- WHAT IS BEING ASKED: Would you restate word for word the lines of the listing, beginning at the first and ending with the line that holds "treat as dark."?

- EXTRACTED DATA:
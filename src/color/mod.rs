mod blackbody;
mod utils;

pub use blackbody::{color_temperature_to_rgb, planck_radiance};
use smart_leds::RGB8;
pub use utils::{parse_hex_color, rgb_from_u32};

pub type Rgb = RGB8;
//! Black-body radiation color model.
//!
//! Converts a color temperature to RGB from first principles: spectral
//! radiance at three representative wavelengths via Planck's law,
//! normalized and gamma-corrected. Used by the sky simulation for both
//! the ambient sky color and the sun highlight.

use super::Rgb;

// Physical constants
const PLANCK: f32 = 6.626e-34; // J*s
const LIGHT_SPEED: f32 = 3.0e8; // m/s
const BOLTZMANN: f32 = 1.381e-23; // J/K

// Representative wavelengths for the three channels (nm)
const LAMBDA_RED: f32 = 700.0;
const LAMBDA_GREEN: f32 = 546.0;
const LAMBDA_BLUE: f32 = 436.0;

const GAMMA: f32 = 1.0 / 2.2;

/// Spectral radiance at wavelength `lambda_nm` for temperature `temp_k`.
///
/// Relative scale: the leading constants of Planck's law cancel in the
/// per-channel normalization, so only `1 / (lambda^5 * (e^x - 1))` is kept.
pub fn planck_radiance(lambda_nm: f32, temp_k: f32) -> f32 {
    let lambda = lambda_nm * 1e-9;
    let exponent = (PLANCK * LIGHT_SPEED) / (lambda * BOLTZMANN * temp_k);

    // Deep Wien regime underflows e^x; treat as dark.
    if exponent > 50.0 {
        return 0.0;
    }

    let denominator = libm::expf(exponent) - 1.0;
    // Rayleigh-Jeans limit: avoid division blow-up.
    if denominator < 1e-10 {
        return 0.0;
    }

    1.0 / (libm::powf(lambda, 5.0) * denominator)
}

/// Convert a color temperature in Kelvin to a gamma-corrected RGB color.
///
/// The brightest channel maps to 255; invalid temperatures (where all
/// radiances vanish) map to black.
#[allow(clippy::cast_possible_truncation, clippy::cast_sign_loss)]
pub fn color_temperature_to_rgb(temp_k: f32) -> Rgb {
    let radiance_r = planck_radiance(LAMBDA_RED, temp_k);
    let radiance_g = planck_radiance(LAMBDA_GREEN, temp_k);
    let radiance_b = planck_radiance(LAMBDA_BLUE, temp_k);

    let max_radiance = radiance_r.max(radiance_g).max(radiance_b);
    if max_radiance <= 0.0 {
        return Rgb { r: 0, g: 0, b: 0 };
    }

    let r_norm = libm::powf(radiance_r / max_radiance, GAMMA);
    let g_norm = libm::powf(radiance_g / max_radiance, GAMMA);
    let b_norm = libm::powf(radiance_b / max_radiance, GAMMA);

    Rgb {
        r: (r_norm * 255.0) as u8,
        g: (g_norm * 255.0) as u8,
        b: (b_norm * 255.0) as u8,
    }
}
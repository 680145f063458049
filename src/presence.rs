//! Presence-driven automatic override.
//!
//! Wraps the scene engine's control surface: while enabled, a periodic
//! radar check (host cadence, ~500 ms) decides on/off instead of manual
//! commands. Presence is a plain input parameter each check; the
//! controller never touches the sensor itself, so a missing radar simply
//! means the host reports `presence = false`.

#[cfg(feature = "esp32-log")]
use esp_println::println;

use crate::{
    color::Rgb,
    command::LightCommand,
    effect::ModeId,
};

/// Farthest detection distance that counts as presence (cm).
pub const PRESENCE_MAX_DISTANCE_CM: u16 = 2000;

/// Color forced while someone is present.
pub const PRESENCE_COLOR: Rgb = Rgb {
    r: 255,
    g: 255,
    b: 255,
};

/// Brightness forced while someone is present.
pub const PRESENCE_BRIGHTNESS: u8 = 200;

/// Presence override controller.
#[derive(Debug, Clone)]
pub struct PresenceOverride {
    enabled: bool,
    last_manual_mode: ModeId,
}

impl Default for PresenceOverride {
    fn default() -> Self {
        Self::new()
    }
}

impl PresenceOverride {
    pub const fn new() -> Self {
        Self {
            enabled: false,
            last_manual_mode: ModeId::Off,
        }
    }

    pub const fn is_enabled(&self) -> bool {
        self.enabled
    }

    /// Mode captured when the override was last enabled.
    ///
    /// Captured but never restored automatically; a host that wants
    /// resume-on-disable semantics can read it and switch back itself.
    pub const fn last_manual_mode(&self) -> ModeId {
        self.last_manual_mode
    }

    /// Enable or disable the override.
    ///
    /// Enabling captures `current_mode` so a future manual-resume policy
    /// has something to restore. Disabling leaves the engine in whatever
    /// mode the last check forced.
    pub fn set_enabled(&mut self, enabled: bool, current_mode: ModeId) {
        if enabled && !self.enabled {
            self.last_manual_mode = current_mode;
        }
        self.enabled = enabled;

        #[cfg(feature = "esp32-log")]
        println!(
            "[presence] override {}",
            if enabled { "enabled" } else { "disabled" }
        );
    }

    /// Run one presence check.
    ///
    /// Returns the command to apply, or `None` when disabled or when the
    /// engine is already in the wanted state (avoids redundant writes).
    pub fn check(
        &self,
        presence: bool,
        distance_cm: u16,
        current_mode: ModeId,
    ) -> Option<LightCommand> {
        if !self.enabled {
            return None;
        }

        let in_range = presence && distance_cm > 0 && distance_cm <= PRESENCE_MAX_DISTANCE_CM;
        if in_range {
            if current_mode == ModeId::Off {
                return Some(LightCommand {
                    mode: Some(ModeId::Basic),
                    color: Some(PRESENCE_COLOR),
                    brightness: Some(PRESENCE_BRIGHTNESS),
                    ..LightCommand::default()
                });
            }
        } else if current_mode != ModeId::Off {
            return Some(LightCommand::with_mode(ModeId::Off));
        }

        None
    }

    /// Pre-process an inbound command.
    ///
    /// Consumes `presence_mode_enabled`, and drops the manual `led_is_on`
    /// shortcut while the override is enabled. Mode, brightness and color
    /// still pass through; the next periodic check may overwrite them,
    /// which matches the observed firmware behavior.
    pub fn filter_command(&mut self, command: LightCommand, current_mode: ModeId) -> LightCommand {
        let mut filtered = command;

        if let Some(enabled) = filtered.presence_mode_enabled.take() {
            self.set_enabled(enabled, current_mode);
        }

        if self.enabled {
            filtered.power = None;
        }

        filtered
    }
}
//! Day/night sky simulation
//!
//! A moving warm "sun" glow riding on a slowly-shifting ambient sky color.
//! Both colors come from the black-body model; the highlight profile is a
//! single impulse smoothed by the raised-cosine kernel. No lookup tables,
//! no per-frame state beyond the transient convolution buffers.

use super::{Effect, FrameContext};
use crate::{
    color::{Rgb, color_temperature_to_rgb},
    kernel::SunKernel,
};

/// Width of the convolution window.
///
/// Bounds the transient convolution buffers, which live in the effect
/// struct instead of being allocated per frame. On longer strips the sun
/// rotates within the first `MAX_SKY_LEDS` pixels and the remainder is
/// painted with the ambient color.
pub const MAX_SKY_LEDS: usize = 144;

/// Color of the night sky when the sun temperature is zero.
const NIGHT_AMBIENT: Rgb = Rgb { r: 0, g: 0, b: 10 };

/// Minimum highlight temperature; keeps the sun warm at dawn and dusk
/// even when the ambient is dark.
const MIN_SUN_TEMP: f32 = 2000.0;

/// Sun color temperature in Kelvin for an hour-of-day.
///
/// Piecewise-linear schedule: dawn warm light, midday neutral white, dusk
/// warm light, night off (0 K).
pub fn sun_color_temp(hour: f32) -> f32 {
    if !(6.0..=18.5).contains(&hour) {
        0.0
    } else if hour < 7.0 {
        2000.0 + 2000.0 * (hour - 6.0)
    } else if hour < 8.0 {
        4000.0 + 1500.0 * (hour - 7.0)
    } else if hour < 17.0 {
        5500.0
    } else if hour < 18.0 {
        5500.0 - 1500.0 * (hour - 17.0)
    } else {
        4000.0 - 2000.0 * (hour - 18.0)
    }
}

/// Pixel index of the sun for an hour-of-day.
///
/// One full rotation around the strip per 24 simulated hours, independent
/// of day/night: the sun keeps moving at night even though its intensity
/// is zero.
#[allow(clippy::cast_possible_truncation, clippy::cast_precision_loss, clippy::cast_sign_loss)]
pub fn sun_position_index(hour: f32, len: usize) -> usize {
    if len == 0 {
        return 0;
    }
    let wrapped = libm::fmodf(libm::fmodf(hour, 24.0) + 24.0, 24.0);
    let rotation = libm::fmodf(wrapped / 24.0, 1.0);
    (libm::floorf(rotation * len as f32) as usize) % len
}

/// Sun elevation approximated with a sine arch: 0 at hours 6 and 18,
/// peaking at 1.0 at hour 12. Zero at night.
pub fn sun_intensity(hour: f32) -> f32 {
    if !(6.0..=18.0).contains(&hour) {
        return 0.0;
    }
    let t = (hour - 6.0) / 12.0;
    let elevation = libm::sinf(core::f32::consts::PI * t);
    elevation.max(0.0)
}

/// Sky simulation scene state.
#[derive(Debug, Clone)]
pub struct SkyEffect {
    kernel: SunKernel,
    sun_signal: [f32; MAX_SKY_LEDS],
    convolved: [f32; MAX_SKY_LEDS],
}

impl Default for SkyEffect {
    fn default() -> Self {
        Self::new()
    }
}

impl SkyEffect {
    pub fn new() -> Self {
        Self {
            kernel: SunKernel::default(),
            sun_signal: [0.0; MAX_SKY_LEDS],
            convolved: [0.0; MAX_SKY_LEDS],
        }
    }
}

impl Effect for SkyEffect {
    #[allow(clippy::cast_possible_truncation, clippy::cast_sign_loss)]
    fn render(&mut self, ctx: &FrameContext, leds: &mut [Rgb]) {
        let len = leds.len().min(MAX_SKY_LEDS);
        if len == 0 {
            return;
        }

        let sun_temp = sun_color_temp(ctx.hour);
        let sun_index = sun_position_index(ctx.hour, len);
        let intensity = sun_intensity(ctx.hour);

        self.kernel.convolve(
            sun_index,
            intensity,
            &mut self.sun_signal[..len],
            &mut self.convolved[..len],
        );

        let ambient = if sun_temp > 0.0 {
            color_temperature_to_rgb(sun_temp)
        } else {
            NIGHT_AMBIENT
        };
        let sun_color = color_temperature_to_rgb(sun_temp.max(MIN_SUN_TEMP));

        for (led, highlight) in leds[..len].iter_mut().zip(&self.convolved[..len]) {
            // Linear blend from ambient toward the sun color
            let mix = |a: u8, b: u8| -> u8 {
                (f32::from(a) + highlight * (f32::from(b) - f32::from(a))) as u8
            };
            *led = Rgb {
                r: mix(ambient.r, sun_color.r),
                g: mix(ambient.g, sun_color.g),
                b: mix(ambient.b, sun_color.b),
            };
        }

        // Strips longer than the convolution window still get lit: the sun
        // rotates within the window, the rest shows plain ambient.
        for led in leds[len..].iter_mut() {
            *led = ambient;
        }
    }
}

- RESPONSE TO THE TASK:
filename src/color/mod.rs
mod blackbody;
mod utils;

pub use blackbody::{color_temperature_to_rgb, planck_radiance};
use smart_leds::RGB8;
pub use utils::{parse_hex_color, rgb_from_u32};

pub type Rgb = RGB8;
//! Black-body radiation color model.
//!
//! Converts a color temperature to RGB from first principles: spectral
//! radiance at three representative wavelengths via Planck's law,
//! normalized and gamma-corrected. Used by the sky simulation for both
//! the ambient sky color and the sun highlight.

use super::Rgb;

// Physical constants
const PLANCK: f32 = 6.626e-34; // J*s
const LIGHT_SPEED: f32 = 3.0e8; // m/s
const BOLTZMANN: f32 = 1.381e-23; // J/K

// Representative wavelengths for the three channels (nm)
const LAMBDA_RED: f32 = 700.0;
const LAMBDA_GREEN: f32 = 546.0;
const LAMBDA_BLUE: f32 = 436.0;

const GAMMA: f32 = 1.0 / 2.2;

/// Spectral radiance at wavelength `lambda_nm` for temperature `temp_k`.
///
/// Relative scale: the leading constants of Planck's law cancel in the
/// per-channel normalization, so only `1 / (lambda^5 * (e^x - 1))` is kept.
pub fn planck_radiance(lambda_nm: f32, temp_k: f32) -> f32 {
    let lambda = lambda_nm * 1e-9;
    let exponent = (PLANCK * LIGHT_SPEED) / (lambda * BOLTZMANN * temp_k);

    // Deep Wien regime underflows e^x; treat as dark.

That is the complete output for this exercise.